REQUIREMENT -> Extract, without alteration, each line from the start of the listing to the line bearing "sync. Drafts at".

[RECORDED DATA Boundary: Start]

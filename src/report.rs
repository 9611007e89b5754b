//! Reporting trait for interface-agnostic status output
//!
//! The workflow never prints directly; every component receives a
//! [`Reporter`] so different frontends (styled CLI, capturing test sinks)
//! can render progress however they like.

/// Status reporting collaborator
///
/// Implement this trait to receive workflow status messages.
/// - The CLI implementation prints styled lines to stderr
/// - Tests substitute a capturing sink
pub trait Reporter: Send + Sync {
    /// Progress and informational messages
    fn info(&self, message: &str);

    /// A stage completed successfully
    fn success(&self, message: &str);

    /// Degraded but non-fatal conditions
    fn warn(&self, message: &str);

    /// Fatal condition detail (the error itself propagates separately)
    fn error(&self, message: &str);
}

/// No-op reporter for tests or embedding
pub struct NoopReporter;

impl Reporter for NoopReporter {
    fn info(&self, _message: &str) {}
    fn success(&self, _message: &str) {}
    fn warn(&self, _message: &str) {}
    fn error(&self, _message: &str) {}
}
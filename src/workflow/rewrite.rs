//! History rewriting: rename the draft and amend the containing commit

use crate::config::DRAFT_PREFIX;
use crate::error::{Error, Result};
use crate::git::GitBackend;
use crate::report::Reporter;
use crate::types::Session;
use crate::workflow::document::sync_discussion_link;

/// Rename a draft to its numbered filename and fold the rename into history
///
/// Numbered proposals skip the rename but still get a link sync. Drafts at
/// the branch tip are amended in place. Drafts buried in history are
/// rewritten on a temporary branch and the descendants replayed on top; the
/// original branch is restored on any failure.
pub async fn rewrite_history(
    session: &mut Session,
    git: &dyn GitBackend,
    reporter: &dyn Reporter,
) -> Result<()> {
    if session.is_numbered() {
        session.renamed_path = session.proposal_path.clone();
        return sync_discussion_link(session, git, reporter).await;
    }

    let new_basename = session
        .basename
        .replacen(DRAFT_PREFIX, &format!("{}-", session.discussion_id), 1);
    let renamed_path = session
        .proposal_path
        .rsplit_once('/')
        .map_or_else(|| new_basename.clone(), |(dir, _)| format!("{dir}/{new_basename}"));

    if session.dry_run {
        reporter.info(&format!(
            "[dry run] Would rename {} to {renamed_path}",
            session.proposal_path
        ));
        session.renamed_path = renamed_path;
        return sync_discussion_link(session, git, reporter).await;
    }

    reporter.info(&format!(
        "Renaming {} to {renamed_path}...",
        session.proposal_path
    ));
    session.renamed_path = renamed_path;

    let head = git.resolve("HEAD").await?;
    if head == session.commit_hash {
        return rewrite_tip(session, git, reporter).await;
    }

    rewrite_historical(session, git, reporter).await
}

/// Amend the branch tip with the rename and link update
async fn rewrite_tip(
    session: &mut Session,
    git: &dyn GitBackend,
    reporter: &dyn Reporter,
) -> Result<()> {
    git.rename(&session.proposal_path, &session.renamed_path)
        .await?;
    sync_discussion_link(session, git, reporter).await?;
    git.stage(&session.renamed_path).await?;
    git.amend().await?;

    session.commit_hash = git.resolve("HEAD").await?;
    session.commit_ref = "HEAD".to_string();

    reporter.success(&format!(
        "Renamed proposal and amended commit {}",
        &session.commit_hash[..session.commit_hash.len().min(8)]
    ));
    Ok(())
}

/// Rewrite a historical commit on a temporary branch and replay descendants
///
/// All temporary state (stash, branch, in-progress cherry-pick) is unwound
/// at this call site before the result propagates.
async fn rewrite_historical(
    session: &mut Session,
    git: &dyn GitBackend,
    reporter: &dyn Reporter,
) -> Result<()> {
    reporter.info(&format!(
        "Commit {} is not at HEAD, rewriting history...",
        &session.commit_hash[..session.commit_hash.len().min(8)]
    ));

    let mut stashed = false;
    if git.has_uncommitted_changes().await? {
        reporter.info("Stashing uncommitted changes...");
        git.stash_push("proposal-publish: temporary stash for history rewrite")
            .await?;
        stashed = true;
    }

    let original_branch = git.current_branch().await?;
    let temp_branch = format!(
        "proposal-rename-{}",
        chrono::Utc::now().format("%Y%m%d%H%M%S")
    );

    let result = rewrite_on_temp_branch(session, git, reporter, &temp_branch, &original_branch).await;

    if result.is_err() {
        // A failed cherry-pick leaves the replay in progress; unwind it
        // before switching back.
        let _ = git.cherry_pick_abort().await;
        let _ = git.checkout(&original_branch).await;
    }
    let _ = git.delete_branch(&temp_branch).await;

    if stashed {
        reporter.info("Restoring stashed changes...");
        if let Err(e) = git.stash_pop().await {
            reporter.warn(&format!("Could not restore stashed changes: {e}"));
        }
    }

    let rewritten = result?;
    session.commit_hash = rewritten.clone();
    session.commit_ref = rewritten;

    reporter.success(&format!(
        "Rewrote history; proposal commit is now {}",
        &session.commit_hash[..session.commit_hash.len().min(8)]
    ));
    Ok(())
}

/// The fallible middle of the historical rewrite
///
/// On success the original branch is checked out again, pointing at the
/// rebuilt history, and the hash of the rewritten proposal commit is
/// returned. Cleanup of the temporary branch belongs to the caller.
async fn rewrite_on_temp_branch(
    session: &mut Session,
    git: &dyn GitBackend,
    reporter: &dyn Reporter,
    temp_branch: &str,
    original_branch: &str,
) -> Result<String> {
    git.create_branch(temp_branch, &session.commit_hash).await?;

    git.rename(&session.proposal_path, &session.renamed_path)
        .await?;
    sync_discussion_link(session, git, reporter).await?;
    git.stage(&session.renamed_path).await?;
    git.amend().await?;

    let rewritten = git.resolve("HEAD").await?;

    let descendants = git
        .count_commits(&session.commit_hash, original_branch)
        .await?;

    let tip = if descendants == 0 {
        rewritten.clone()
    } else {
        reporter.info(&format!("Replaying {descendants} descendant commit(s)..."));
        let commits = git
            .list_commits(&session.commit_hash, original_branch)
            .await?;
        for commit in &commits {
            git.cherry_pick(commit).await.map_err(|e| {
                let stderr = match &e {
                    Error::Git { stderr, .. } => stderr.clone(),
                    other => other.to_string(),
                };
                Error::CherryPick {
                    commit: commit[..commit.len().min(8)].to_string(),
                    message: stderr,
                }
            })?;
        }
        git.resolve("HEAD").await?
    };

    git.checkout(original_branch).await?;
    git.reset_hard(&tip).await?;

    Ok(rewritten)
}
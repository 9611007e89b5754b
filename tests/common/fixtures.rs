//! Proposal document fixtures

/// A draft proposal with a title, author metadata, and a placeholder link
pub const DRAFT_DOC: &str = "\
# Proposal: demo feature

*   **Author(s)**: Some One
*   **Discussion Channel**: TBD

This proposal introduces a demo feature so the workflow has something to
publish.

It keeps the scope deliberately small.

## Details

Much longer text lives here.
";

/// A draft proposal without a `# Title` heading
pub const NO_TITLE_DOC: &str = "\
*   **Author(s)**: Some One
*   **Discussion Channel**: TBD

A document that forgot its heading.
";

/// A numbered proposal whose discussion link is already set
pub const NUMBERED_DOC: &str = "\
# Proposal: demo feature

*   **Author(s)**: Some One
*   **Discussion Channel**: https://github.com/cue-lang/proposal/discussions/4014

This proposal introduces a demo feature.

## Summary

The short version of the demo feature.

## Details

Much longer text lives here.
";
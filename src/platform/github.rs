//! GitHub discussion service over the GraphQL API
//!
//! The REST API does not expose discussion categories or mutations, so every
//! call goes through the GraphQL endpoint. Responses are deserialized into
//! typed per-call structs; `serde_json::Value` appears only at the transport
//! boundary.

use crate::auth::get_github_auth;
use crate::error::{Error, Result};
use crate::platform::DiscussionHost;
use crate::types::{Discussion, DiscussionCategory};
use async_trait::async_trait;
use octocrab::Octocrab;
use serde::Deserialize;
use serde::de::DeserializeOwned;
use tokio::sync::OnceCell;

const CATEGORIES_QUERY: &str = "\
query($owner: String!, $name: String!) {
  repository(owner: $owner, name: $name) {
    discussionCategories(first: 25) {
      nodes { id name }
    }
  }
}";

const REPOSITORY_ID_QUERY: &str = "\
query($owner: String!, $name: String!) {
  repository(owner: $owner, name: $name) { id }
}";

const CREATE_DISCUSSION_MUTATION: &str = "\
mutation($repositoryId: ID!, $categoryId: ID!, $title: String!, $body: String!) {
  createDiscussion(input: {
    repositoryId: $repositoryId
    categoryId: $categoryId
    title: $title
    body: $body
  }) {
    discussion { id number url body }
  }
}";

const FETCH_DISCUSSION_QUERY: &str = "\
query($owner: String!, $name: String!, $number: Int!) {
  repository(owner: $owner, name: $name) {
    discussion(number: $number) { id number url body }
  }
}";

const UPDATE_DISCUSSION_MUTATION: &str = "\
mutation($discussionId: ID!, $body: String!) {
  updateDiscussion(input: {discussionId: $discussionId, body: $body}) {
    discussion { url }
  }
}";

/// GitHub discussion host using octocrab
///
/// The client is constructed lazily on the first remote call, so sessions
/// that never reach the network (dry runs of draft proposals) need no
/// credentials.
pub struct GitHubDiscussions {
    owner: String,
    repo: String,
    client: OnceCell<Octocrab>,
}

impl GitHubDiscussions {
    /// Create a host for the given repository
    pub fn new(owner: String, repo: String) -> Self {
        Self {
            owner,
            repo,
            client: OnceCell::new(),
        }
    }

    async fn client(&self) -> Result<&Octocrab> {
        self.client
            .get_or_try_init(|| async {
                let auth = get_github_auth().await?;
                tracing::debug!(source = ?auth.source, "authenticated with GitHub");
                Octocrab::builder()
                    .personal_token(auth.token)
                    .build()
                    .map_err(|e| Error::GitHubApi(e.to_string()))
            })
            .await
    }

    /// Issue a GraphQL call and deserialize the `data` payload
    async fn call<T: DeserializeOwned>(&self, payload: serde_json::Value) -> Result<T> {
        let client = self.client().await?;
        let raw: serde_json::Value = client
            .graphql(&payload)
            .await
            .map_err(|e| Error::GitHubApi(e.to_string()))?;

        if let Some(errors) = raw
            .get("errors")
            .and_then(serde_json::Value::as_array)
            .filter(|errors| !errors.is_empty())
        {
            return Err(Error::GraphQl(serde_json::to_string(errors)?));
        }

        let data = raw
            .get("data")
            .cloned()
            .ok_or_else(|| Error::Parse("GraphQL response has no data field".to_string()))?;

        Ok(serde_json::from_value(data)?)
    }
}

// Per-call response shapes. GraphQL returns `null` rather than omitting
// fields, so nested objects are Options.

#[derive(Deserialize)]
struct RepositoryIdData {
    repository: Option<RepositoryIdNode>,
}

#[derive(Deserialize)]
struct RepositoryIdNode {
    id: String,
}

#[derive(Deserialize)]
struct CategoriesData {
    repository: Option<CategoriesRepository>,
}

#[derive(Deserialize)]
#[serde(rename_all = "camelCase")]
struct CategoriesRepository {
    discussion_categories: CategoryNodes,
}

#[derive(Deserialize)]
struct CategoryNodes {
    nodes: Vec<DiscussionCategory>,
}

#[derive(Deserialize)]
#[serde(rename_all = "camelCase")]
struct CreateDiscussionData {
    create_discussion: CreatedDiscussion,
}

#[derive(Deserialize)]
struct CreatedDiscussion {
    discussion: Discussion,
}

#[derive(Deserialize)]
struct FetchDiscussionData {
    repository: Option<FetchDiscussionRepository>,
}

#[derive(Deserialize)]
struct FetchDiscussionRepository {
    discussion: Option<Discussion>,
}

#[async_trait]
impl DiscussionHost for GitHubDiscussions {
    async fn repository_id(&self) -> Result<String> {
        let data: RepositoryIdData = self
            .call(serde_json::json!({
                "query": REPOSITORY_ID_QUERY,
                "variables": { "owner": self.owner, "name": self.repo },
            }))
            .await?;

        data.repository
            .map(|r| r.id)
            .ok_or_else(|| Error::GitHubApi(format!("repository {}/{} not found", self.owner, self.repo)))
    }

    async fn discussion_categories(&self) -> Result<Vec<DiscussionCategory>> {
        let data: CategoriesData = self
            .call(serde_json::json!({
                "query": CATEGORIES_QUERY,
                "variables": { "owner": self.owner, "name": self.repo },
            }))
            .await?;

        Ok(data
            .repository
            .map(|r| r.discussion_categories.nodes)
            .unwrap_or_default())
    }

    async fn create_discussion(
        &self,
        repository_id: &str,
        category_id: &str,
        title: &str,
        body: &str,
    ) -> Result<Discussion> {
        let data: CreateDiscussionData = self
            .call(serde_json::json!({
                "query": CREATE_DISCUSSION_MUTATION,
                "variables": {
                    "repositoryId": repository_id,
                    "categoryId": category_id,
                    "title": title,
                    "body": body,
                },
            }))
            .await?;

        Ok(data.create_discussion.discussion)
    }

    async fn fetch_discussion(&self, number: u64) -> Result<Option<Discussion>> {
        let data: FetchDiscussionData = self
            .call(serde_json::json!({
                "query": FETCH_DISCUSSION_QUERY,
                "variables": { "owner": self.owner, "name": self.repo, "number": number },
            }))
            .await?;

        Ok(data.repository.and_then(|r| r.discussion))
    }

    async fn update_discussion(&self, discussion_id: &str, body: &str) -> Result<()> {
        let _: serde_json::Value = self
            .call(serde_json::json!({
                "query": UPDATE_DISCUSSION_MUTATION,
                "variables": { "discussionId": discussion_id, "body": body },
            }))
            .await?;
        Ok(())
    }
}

[RECORDED DATA Boundary: End]

WRITTEN RESPONSE ->
filename src/report.rs
repository 9611007e89b5754b
//! Reporting trait for interface-agnostic status output
//!
//! The workflow never prints directly; every component receives a
//! [`Reporter`] so different frontends (styled CLI, capturing test sinks)
//! can render progress however they like.

/// Status reporting collaborator
///
/// Implement this trait to receive workflow status messages.
/// - The CLI implementation prints styled lines to stderr
/// - Tests substitute a capturing sink
pub trait Reporter: Send + Sync {
    /// Progress and informational messages
    fn info(&self, message: &str);

    /// A stage completed successfully
    fn success(&self, message: &str);

    /// Degraded but non-fatal conditions
    fn warn(&self, message: &str);

    /// Fatal condition detail (the error itself propagates separately)
    fn error(&self, message: &str);
}

/// No-op reporter for tests or embedding
pub struct NoopReporter;

impl Reporter for NoopReporter {
    fn info(&self, _message: &str) {}
    fn success(&self, _message: &str) {}
    fn warn(&self, _message: &str) {}
    fn error(&self, _message: &str) {}
}
filename src/workflow/rewrite.rs
//! History rewriting: rename the draft and amend the containing commit

use crate::config::DRAFT_PREFIX;
use crate::error::{Error, Result};
use crate::git::GitBackend;
use crate::report::Reporter;
use crate::types::Session;
use crate::workflow::document::sync_discussion_link;

/// Rename a draft to its numbered filename and fold the rename into history
///
/// Numbered proposals skip the rename but still get a link sync. Drafts at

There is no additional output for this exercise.